Sono finiti in manette F. L., 29 anni, e S. S., 23 anni, tratti in arresto dalla squadra mobile di Napoli, in esecuzione di un provvedimento di fermo emesso dalla Direzione distrettuale antimafia. I due, pregiudicati contigui al clan Contini, sarebbero gravemente indiziati di tentata estorsione aggravata dal metodo mafioso. I destinatari della misura cautelare, avvalendosi della forza intimidatrice derivante dalla loro appartenenza criminale, avrebbero tentato, a partire dallo scorso mese di giugno, di imporre il pagamento del “pizzo” al titolare di una pizzeria nel quartiere “Vasto-Arenaccia” di Napoli.

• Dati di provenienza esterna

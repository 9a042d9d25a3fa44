//! Batch validation module.
//!
//! Validates incoming log event batches against a declarative field table:
//! - Field table for events and the nested proxy record
//! - Typed events built from validated input
//! - Issue aggregation across the whole batch

pub mod event;
pub mod schema;

pub use event::*;
pub use schema::*;
//! Sampling gate for opportunistic retention sweeps.
//!
//! A sweep piggybacks on ingestion: each accepted batch draws once and
//! sweeps its channel when the draw falls under the probability.

use parking_lot::Mutex;
use rand::{rngs::StdRng, Rng, SeedableRng};

/// Fraction of ingestion calls that also sweep.
pub const DEFAULT_SWEEP_PROBABILITY: f64 = 0.05;

/// Uniform draws in `[0, 1)`.
pub trait RandomSource: Send + Sync {
    fn next_f64(&self) -> f64;
}

/// Thread-local OS-seeded generator.
#[derive(Debug, Default, Clone, Copy)]
pub struct ThreadRandom;

impl RandomSource for ThreadRandom {
    fn next_f64(&self) -> f64 {
        rand::thread_rng().gen::<f64>()
    }
}

/// Reproducible generator for simulations.
#[derive(Debug)]
pub struct SeededRandom {
    rng: Mutex<StdRng>,
}

impl SeededRandom {
    pub fn new(seed: u64) -> Self {
        Self {
            rng: Mutex::new(StdRng::seed_from_u64(seed)),
        }
    }
}

impl RandomSource for SeededRandom {
    fn next_f64(&self) -> f64 {
        self.rng.lock().gen::<f64>()
    }
}

/// Always returns the same value.
#[derive(Debug, Clone, Copy)]
pub struct FixedRandom(pub f64);

impl RandomSource for FixedRandom {
    fn next_f64(&self) -> f64 {
        self.0
    }
}

/// Decides whether an ingestion call should also sweep.
pub struct SweepSampler {
    probability: f64,
    source: Box<dyn RandomSource>,
}

impl SweepSampler {
    /// `probability` is clamped into `[0, 1]`.
    pub fn new(probability: f64, source: Box<dyn RandomSource>) -> Self {
        let probability = if probability.is_nan() {
            0.0
        } else {
            probability.clamp(0.0, 1.0)
        };
        Self {
            probability,
            source,
        }
    }

    pub fn always() -> Self {
        Self::new(1.0, Box::new(FixedRandom(0.0)))
    }

    pub fn never() -> Self {
        Self::new(0.0, Box::new(FixedRandom(0.0)))
    }

    pub fn probability(&self) -> f64 {
        self.probability
    }

    pub fn should_sweep(&self) -> bool {
        self.source.next_f64() < self.probability
    }
}

impl Default for SweepSampler {
    fn default() -> Self {
        Self::new(DEFAULT_SWEEP_PROBABILITY, Box::new(ThreadRandom))
    }
}

impl std::fmt::Debug for SweepSampler {
    fn fmt(&self, f: &mut std::fmt::Formatter<'_>) -> std::fmt::Result {
        f.debug_struct("SweepSampler")
            .field("probability", &self.probability)
            .finish()
    }
}
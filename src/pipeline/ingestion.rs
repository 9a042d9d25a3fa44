//! Main log ingestion pipeline.
//!
//! Coordinates one ingestion call:
//! 1. Body presence check
//! 2. Batch validation (all-or-nothing)
//! 3. Persistence, one record per event
//! 4. Sampled retention sweep for the channel
//! 5. Accepted count back to the caller

use std::sync::Arc;
use std::time::Duration;

use serde_json::Value;

use crate::retention::{SweepError, SweepSampler, Sweeper};
use crate::storage::{
    bounded, ChannelRepository, Clock, LogRecordStore, NewLogRecord, SystemClock, DEFAULT_LEVEL,
    DEFAULT_STORAGE_TIMEOUT, NO_THREAD, RECORD_TYPE_JSON,
};
use crate::validation::{validate_batch, LogEvent};
use crate::{log_debug, log_error, log_info, log_warn};

use super::context::BatchContext;
use super::error::IngestError;

/// What to do when a sampled sweep fails after the batch was persisted.
#[derive(Debug, Clone, Copy, PartialEq, Eq, Default)]
pub enum SweepFailurePolicy {
    /// Log it; the ingestion call still succeeds.
    #[default]
    Swallow,
    /// Return it to the caller (404 for a missing channel).
    Surface,
}

impl std::str::FromStr for SweepFailurePolicy {
    type Err = String;

    fn from_str(s: &str) -> Result<Self, Self::Err> {
        match s.to_ascii_lowercase().as_str() {
            "swallow" => Ok(SweepFailurePolicy::Swallow),
            "surface" => Ok(SweepFailurePolicy::Surface),
            other => Err(format!("unknown sweep failure policy: {}", other)),
        }
    }
}

#[derive(Debug, Clone)]
pub struct IngestConfig {
    pub storage_timeout: Duration,
    pub sweep_failure_policy: SweepFailurePolicy,
}

impl Default for IngestConfig {
    fn default() -> Self {
        Self {
            storage_timeout: DEFAULT_STORAGE_TIMEOUT,
            sweep_failure_policy: SweepFailurePolicy::default(),
        }
    }
}

/// What happened to the retention sweep on an accepted batch.
#[derive(Debug, Clone, PartialEq, Eq)]
pub enum SweepOutcome {
    Skipped,
    Completed { deleted: u64 },
    /// Swallowed failure, kept for the caller's logs.
    Failed(String),
}

/// Result of a successful ingestion call.
#[derive(Debug, Clone, PartialEq, Eq)]
pub struct IngestOutcome {
    pub batch_id: String,
    pub accepted: usize,
    pub sweep: SweepOutcome,
}

/// Validates, persists and opportunistically expires channel logs.
pub struct IngestionService {
    records: Arc<dyn LogRecordStore>,
    sweeper: Sweeper,
    sampler: SweepSampler,
    clock: Arc<dyn Clock>,
    config: IngestConfig,
}

impl IngestionService {
    pub fn new(channels: Arc<dyn ChannelRepository>, records: Arc<dyn LogRecordStore>) -> Self {
        Self {
            sweeper: Sweeper::new(channels, Arc::clone(&records)),
            records,
            sampler: SweepSampler::default(),
            clock: Arc::new(SystemClock),
            config: IngestConfig::default(),
        }
    }

    pub fn with_sampler(mut self, sampler: SweepSampler) -> Self {
        self.sampler = sampler;
        self
    }

    pub fn with_clock(mut self, clock: Arc<dyn Clock>) -> Self {
        self.clock = clock;
        self
    }

    pub fn with_config(mut self, config: IngestConfig) -> Self {
        self.sweeper = self.sweeper.with_timeout(config.storage_timeout);
        self.config = config;
        self
    }

    /// Ingest a raw request body for `channel_id`.
    pub async fn ingest(
        &self,
        channel_id: &str,
        body: Option<&[u8]>,
    ) -> Result<IngestOutcome, IngestError> {
        let ctx = BatchContext::new(channel_id, self.clock.now());
        let log_ctx = ctx.log_context();

        let body = match body {
            Some(bytes) if !bytes.iter().all(u8::is_ascii_whitespace) => bytes,
            _ => {
                log_warn!(log_ctx, "BODY_MISSING");
                return Err(IngestError::MissingBody);
            }
        };

        let value: Value = serde_json::from_slice(body).map_err(|e| {
            log_warn!(log_ctx, "BODY_PARSE_FAILED", error = e.to_string());
            IngestError::Invalid(format!("Malformed JSON body: {}", e))
        })?;

        self.ingest_batch(ctx, Some(value)).await
    }

    /// Ingest an already-decoded request body for `channel_id`.
    pub async fn ingest_value(
        &self,
        channel_id: &str,
        body: Option<Value>,
    ) -> Result<IngestOutcome, IngestError> {
        let ctx = BatchContext::new(channel_id, self.clock.now());
        self.ingest_batch(ctx, body).await
    }

    async fn ingest_batch(
        &self,
        ctx: BatchContext,
        body: Option<Value>,
    ) -> Result<IngestOutcome, IngestError> {
        let log_ctx = ctx.log_context();

        let body = match body {
            None | Some(Value::Null) => {
                log_warn!(log_ctx, "BODY_MISSING");
                return Err(IngestError::MissingBody);
            }
            Some(value) => value,
        };

        log_info!(
            log_ctx,
            "BATCH_RECEIVED",
            events = body.as_array().map(|a| a.len())
        );

        // [1] VALIDATION
        let events = validate_batch(&body).map_err(|failure| {
            log_warn!(
                log_ctx,
                "SCHEMA_INVALID",
                issues = failure.issues().len(),
                reason = failure.message()
            );
            IngestError::Invalid(failure.message())
        })?;

        // [2] PERSISTENCE
        let persisted = self.persist_events(&ctx, &events).await;

        // [3] SAMPLED SWEEP, once per batch whatever persistence did
        let sweep = self.maybe_sweep(&ctx).await;

        let accepted = persisted?;
        let sweep = match sweep {
            Ok(outcome) => outcome,
            Err(e) => match self.config.sweep_failure_policy {
                SweepFailurePolicy::Swallow => {
                    log_warn!(log_ctx, "SWEEP_FAILED_IGNORED", error = e.to_string());
                    SweepOutcome::Failed(e.to_string())
                }
                SweepFailurePolicy::Surface => {
                    log_error!(log_ctx, "SWEEP_FAILED", error = e.to_string());
                    return Err(match e {
                        SweepError::ChannelNotFound(id) => IngestError::ChannelNotFound(id),
                        SweepError::Storage(err) => IngestError::StorageFailure(err),
                    });
                }
            },
        };

        log_info!(
            log_ctx,
            "BATCH_COMPLETE",
            accepted = accepted,
            sweep = &sweep,
            elapsed_ms = (self.clock.now() - ctx.received_at).num_milliseconds()
        );

        Ok(IngestOutcome {
            batch_id: ctx.batch_id,
            accepted,
            sweep,
        })
    }

    /// Write one record per event, in order. The first failure stops the
    /// batch; records already written stay.
    async fn persist_events(
        &self,
        ctx: &BatchContext,
        events: &[LogEvent],
    ) -> Result<usize, IngestError> {
        let log_ctx = ctx.log_context();

        for (index, event) in events.iter().enumerate() {
            let record = NewLogRecord {
                level: stored_level(event).to_string(),
                message: canonical_message(event),
                record_type: RECORD_TYPE_JSON.to_string(),
                thread: NO_THREAD,
                channel_id: ctx.channel_id.clone(),
            };

            let result =
                bounded(self.config.storage_timeout, self.records.create_record(record)).await;

            match result {
                Ok(stored) => {
                    log_debug!(log_ctx, "RECORD_PERSISTED", index = index, record_id = stored.id);
                }
                Err(e) => {
                    log_error!(
                        log_ctx,
                        "RECORD_PERSIST_FAILED",
                        index = index,
                        persisted = index,
                        remaining = events.len() - index,
                        error = e.to_string()
                    );
                    return Err(IngestError::StorageFailure(e));
                }
            }
        }

        Ok(events.len())
    }

    async fn maybe_sweep(&self, ctx: &BatchContext) -> Result<SweepOutcome, SweepError> {
        if !self.sampler.should_sweep() {
            return Ok(SweepOutcome::Skipped);
        }

        let log_ctx = ctx.log_context();
        log_info!(log_ctx, "SWEEP_TRIGGERED", probability = self.sampler.probability());

        let deleted = self
            .sweeper
            .sweep(&ctx.channel_id, self.clock.now(), &log_ctx)
            .await?;
        Ok(SweepOutcome::Completed { deleted })
    }
}

/// Level to store for an event.
pub fn stored_level(event: &LogEvent) -> &str {
    event.level.as_deref().unwrap_or(DEFAULT_LEVEL)
}

/// Canonical serialized form of a validated event.
pub fn canonical_message(event: &LogEvent) -> String {
    serde_json::to_string(event).unwrap_or_else(|_| "{}".to_string())
}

Gli indagati, in più occasioni, avrebbero minacciato la vittima, affinché corrispondesse loro una tangente in occasione delle festività di Pasqua, Ferragosto e Natale, secondo un ormai consolidato modus operandi della criminalità organizzata. Le indagini, condotte dalla squadra mobile, hanno documentato diversi episodi di minacce e intimidazioni ai danni del ristoratore; registrato anche un tentativo di danneggiamento della porta di ingresso dell’esercizio commerciale, mentre l’analisi delle immagini dei sistemi di videosorveglianza ha consentito di identificare i responsabili, appartenenti al clan Contini.